**EXERCISE DESCRIPTION:** Repeat every record exactly.

RECORDS FOR THE TASK section start

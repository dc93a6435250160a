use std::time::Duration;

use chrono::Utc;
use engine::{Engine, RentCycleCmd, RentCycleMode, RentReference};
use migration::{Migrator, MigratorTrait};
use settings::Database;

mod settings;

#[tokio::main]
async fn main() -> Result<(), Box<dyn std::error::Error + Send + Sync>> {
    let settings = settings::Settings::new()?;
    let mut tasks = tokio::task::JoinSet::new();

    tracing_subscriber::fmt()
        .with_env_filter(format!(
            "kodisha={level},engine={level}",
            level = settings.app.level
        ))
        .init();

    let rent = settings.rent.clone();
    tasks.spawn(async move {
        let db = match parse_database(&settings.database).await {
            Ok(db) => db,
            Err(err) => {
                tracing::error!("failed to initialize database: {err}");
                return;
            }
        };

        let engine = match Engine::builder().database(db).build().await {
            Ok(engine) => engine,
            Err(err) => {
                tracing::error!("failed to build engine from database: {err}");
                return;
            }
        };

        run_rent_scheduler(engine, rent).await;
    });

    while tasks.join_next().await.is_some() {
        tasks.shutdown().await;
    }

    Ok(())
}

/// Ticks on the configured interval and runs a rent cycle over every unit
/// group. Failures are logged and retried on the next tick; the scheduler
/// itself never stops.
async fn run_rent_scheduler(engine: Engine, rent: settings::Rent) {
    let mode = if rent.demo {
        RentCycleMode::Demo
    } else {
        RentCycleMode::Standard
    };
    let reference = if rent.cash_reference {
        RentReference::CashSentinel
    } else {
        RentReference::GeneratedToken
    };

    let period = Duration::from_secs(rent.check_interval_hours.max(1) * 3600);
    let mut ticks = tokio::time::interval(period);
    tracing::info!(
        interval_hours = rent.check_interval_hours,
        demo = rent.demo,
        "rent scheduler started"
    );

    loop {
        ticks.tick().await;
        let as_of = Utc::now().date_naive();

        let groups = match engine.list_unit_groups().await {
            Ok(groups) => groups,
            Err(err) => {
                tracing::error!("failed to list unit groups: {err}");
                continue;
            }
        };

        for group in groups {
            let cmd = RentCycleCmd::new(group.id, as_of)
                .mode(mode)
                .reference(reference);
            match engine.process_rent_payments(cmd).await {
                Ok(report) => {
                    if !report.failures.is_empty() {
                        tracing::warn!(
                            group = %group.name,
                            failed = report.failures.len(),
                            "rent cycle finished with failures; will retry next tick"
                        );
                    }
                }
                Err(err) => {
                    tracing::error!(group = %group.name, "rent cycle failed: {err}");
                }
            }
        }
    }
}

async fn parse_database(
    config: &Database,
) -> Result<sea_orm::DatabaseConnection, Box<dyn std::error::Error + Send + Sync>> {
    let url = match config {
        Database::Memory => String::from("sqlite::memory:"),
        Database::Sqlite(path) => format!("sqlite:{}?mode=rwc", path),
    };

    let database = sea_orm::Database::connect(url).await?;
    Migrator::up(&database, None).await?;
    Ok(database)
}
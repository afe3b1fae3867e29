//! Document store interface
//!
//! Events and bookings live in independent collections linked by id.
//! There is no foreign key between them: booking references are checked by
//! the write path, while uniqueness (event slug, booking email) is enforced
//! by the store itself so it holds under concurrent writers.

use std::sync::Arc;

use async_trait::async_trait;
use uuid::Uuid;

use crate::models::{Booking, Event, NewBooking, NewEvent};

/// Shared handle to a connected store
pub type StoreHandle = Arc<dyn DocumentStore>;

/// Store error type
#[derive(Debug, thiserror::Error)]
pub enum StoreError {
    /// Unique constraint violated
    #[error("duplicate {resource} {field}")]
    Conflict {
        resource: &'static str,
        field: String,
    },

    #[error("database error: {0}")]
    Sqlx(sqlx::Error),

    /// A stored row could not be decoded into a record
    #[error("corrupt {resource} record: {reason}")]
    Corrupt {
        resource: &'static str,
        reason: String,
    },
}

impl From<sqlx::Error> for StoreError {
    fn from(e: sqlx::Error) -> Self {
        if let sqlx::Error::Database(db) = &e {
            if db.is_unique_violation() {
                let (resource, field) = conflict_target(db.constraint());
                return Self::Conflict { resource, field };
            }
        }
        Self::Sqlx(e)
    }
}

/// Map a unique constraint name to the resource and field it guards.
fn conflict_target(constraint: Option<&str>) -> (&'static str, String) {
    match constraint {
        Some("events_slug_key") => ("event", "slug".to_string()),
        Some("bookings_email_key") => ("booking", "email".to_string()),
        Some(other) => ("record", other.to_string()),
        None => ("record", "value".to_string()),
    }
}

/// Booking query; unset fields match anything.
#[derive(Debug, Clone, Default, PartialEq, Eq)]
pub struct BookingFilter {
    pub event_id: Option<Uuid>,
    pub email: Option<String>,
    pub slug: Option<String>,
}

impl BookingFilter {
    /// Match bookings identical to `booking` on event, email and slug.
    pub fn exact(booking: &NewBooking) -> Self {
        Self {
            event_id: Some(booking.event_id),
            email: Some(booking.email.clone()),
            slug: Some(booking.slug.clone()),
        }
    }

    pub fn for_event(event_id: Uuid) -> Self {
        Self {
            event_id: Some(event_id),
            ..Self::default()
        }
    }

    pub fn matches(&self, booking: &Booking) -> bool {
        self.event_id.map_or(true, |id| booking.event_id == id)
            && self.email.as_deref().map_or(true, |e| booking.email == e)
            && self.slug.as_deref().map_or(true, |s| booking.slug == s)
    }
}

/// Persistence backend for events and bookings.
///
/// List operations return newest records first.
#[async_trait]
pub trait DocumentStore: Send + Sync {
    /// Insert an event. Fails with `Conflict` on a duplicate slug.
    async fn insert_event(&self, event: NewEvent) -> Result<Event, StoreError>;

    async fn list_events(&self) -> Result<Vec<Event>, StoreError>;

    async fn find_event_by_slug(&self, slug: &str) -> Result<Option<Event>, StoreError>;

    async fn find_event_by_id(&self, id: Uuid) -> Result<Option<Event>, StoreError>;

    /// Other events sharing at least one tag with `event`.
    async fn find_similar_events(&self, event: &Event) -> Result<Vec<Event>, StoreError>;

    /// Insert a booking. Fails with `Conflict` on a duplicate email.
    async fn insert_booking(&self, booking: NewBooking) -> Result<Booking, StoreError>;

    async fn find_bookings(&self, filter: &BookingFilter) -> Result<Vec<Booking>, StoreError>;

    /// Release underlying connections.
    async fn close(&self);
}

RECORDS FOR THE TASK section end

**REPLY TO THE EXERCISE:**
repository dc93a6435250160a
use std::time::Duration;

use chrono::Utc;
use engine::{Engine, RentCycleCmd, RentCycleMode, RentReference};
use migration::{Migrator, MigratorTrait};
use settings::Database;

mod settings;

#[tokio::main]
async fn main() -> Result<(), Box<dyn std::error::Error + Send + Sync>> {
    let settings = settings::Settings::new()?;
    let mut tasks = tokio::task::JoinSet::new();

    tracing_subscriber::fmt()
        .with_env_filter(format!(
            "kodisha={level},engine={level}",
            level = settings.app.level
        ))
        .init();

    let rent = settings.rent.clone();
    tasks.spawn(async move {
        let db = match parse_database(&settings.database).await {
            Ok(db) => db,
            Err(err) => {
                tracing::error!("failed to initialize database: {err}");
                return;
            }
        };

        let engine = match Engine::builder().database(db).build().await {
            Ok(engine) => engine,
            Err(err) => {
                tracing::error!("failed to build engine from database: {err}");
                return;
            }
        };

        run_rent_scheduler(engine, rent).await;
    });

    while tasks.join_next().await.is_some() {
        tasks.shutdown().await;
    }

    Ok(())
}

/// Ticks on the configured interval and runs a rent cycle over every unit
/// group. Failures are logged and retried on the next tick; the scheduler
/// itself never stops.
async fn run_rent_scheduler(engine: Engine, rent: settings::Rent) {
    let mode = if rent.demo {
        RentCycleMode::Demo
    } else {
        RentCycleMode::Standard
    };
    let reference = if rent.cash_reference {
        RentReference::CashSentinel
    } else {
        RentReference::GeneratedToken
    };

    let period = Duration::from_secs(rent.check_interval_hours.max(1) * 3600);
    let mut ticks = tokio::time::interval(period);
    tracing::info!(
        interval_hours = rent.check_interval_hours,
        demo = rent.demo,
        "rent scheduler started"
    );

    loop {
        ticks.tick().await;
        let as_of = Utc::now().date_naive();

        let groups = match engine.list_unit_groups().await {
            Ok(groups) => groups,
            Err(err) => {
                tracing::error!("failed to list unit groups: {err}");
                continue;
            }
        };

        for group in groups {
            let cmd = RentCycleCmd::new(group.id, as_of)
                .mode(mode)
                .reference(reference);
            match engine.process_rent_payments(cmd).await {
                Ok(report) => {
                    if !report.failures.is_empty() {
                        tracing::warn!(
                            group = %group.name,
                            failed = report.failures.len(),
                            "rent cycle finished with failures; will retry next tick"
                        );
                    }
                }
                Err(err) => {
                    tracing::error!(group = %group.name, "rent cycle failed: {err}");
                }
            }
        }
    }
}

async fn parse_database(
    config: &Database,
) -> Result<sea_orm::DatabaseConnection, Box<dyn std::error::Error + Send + Sync>> {
    let url = match config {
        Database::Memory => String::from("sqlite::memory:"),
        Database::Sqlite(path) => format!("sqlite:{}?mode=rwc", path),
    };

    let database = sea_orm::Database::connect(url).await?;
    Migrator::up(&database, None).await?;
    Ok(database)
}
repository afe3b1fae3867e29
//! Document store interface
//!
//! Events and bookings live in independent collections linked by id.
//! There is no foreign key between them: booking references are checked by
//! the write path, while uniqueness (event slug, booking email) is enforced
//! by the store itself so it holds under concurrent writers.

use std::sync::Arc;

use async_trait::async_trait;
use uuid::Uuid;

use crate::models::{Booking, Event, NewBooking, NewEvent};

/// Shared handle to a connected store
pub type StoreHandle = Arc<dyn DocumentStore>;

/// Store error type
#[derive(Debug, thiserror::Error)]
pub enum StoreError {
    /// Unique constraint violated
    #[error("duplicate {resource} {field}")]
    Conflict {
        resource: &'static str,
        field: String,
    },

    #[error("database error: {0}")]
    Sqlx(sqlx::Error),

    /// A stored row could not be decoded into a record
    #[error("corrupt {resource} record: {reason}")]
    Corrupt {
        resource: &'static str,
        reason: String,
    },
}

impl From<sqlx::Error> for StoreError {
    fn from(e: sqlx::Error) -> Self {
        if let sqlx::Error::Database(db) = &e {
            if db.is_unique_violation() {
                let (resource, field) = conflict_target(db.constraint());
                return Self::Conflict { resource, field };
            }
        }
        Self::Sqlx(e)
    }
}

/// Map a unique constraint name to the resource and field it guards.
fn conflict_target(constraint: Option<&str>) -> (&'static str, String) {
    match constraint {
        Some("events_slug_key") => ("event", "slug".to_string()),
        Some("bookings_email_key") => ("booking", "email".to_string()),
        Some(other) => ("record", other.to_string()),
        None => ("record", "value".to_string()),
    }
}

/// Booking query; unset fields match anything.
#[derive(Debug, Clone, Default, PartialEq, Eq)]
pub struct BookingFilter {
    pub event_id: Option<Uuid>,
    pub email: Option<String>,
    pub slug: Option<String>,
}

impl BookingFilter {
    /// Match bookings identical to `booking` on event, email and slug.
    pub fn exact(booking: &NewBooking) -> Self {
        Self {
            event_id: Some(booking.event_id),
            email: Some(booking.email.clone()),
            slug: Some(booking.slug.clone()),
        }
    }

    pub fn for_event(event_id: Uuid) -> Self {
        Self {
            event_id: Some(event_id),
            ..Self::default()
        }
    }

    pub fn matches(&self, booking: &Booking) -> bool {
        self.event_id.map_or(true, |id| booking.event_id == id)
            && self.email.as_deref().map_or(true, |e| booking.email == e)
            && self.slug.as_deref().map_or(true, |s| booking.slug == s)
    }
}

/// Persistence backend for events and bookings.
///
/// List operations return newest records first.
#[async_trait]
pub trait DocumentStore: Send + Sync {
    /// Insert an event. Fails with `Conflict` on a duplicate slug.
    async fn insert_event(&self, event: NewEvent) -> Result<Event, StoreError>;

    async fn list_events(&self) -> Result<Vec<Event>, StoreError>;

    async fn find_event_by_slug(&self, slug: &str) -> Result<Option<Event>, StoreError>;

    async fn find_event_by_id(&self, id: Uuid) -> Result<Option<Event>, StoreError>;

    /// Other events sharing at least one tag with `event`.
    async fn find_similar_events(&self, event: &Event) -> Result<Vec<Event>, StoreError>;

    /// Insert a booking. Fails with `Conflict` on a duplicate email.
    async fn insert_booking(&self, booking: NewBooking) -> Result<Booking, StoreError>;

    async fn find_bookings(&self, filter: &BookingFilter) -> Result<Vec<Booking>, StoreError>;

    /// Release underlying connections.
    async fn close(&self);
}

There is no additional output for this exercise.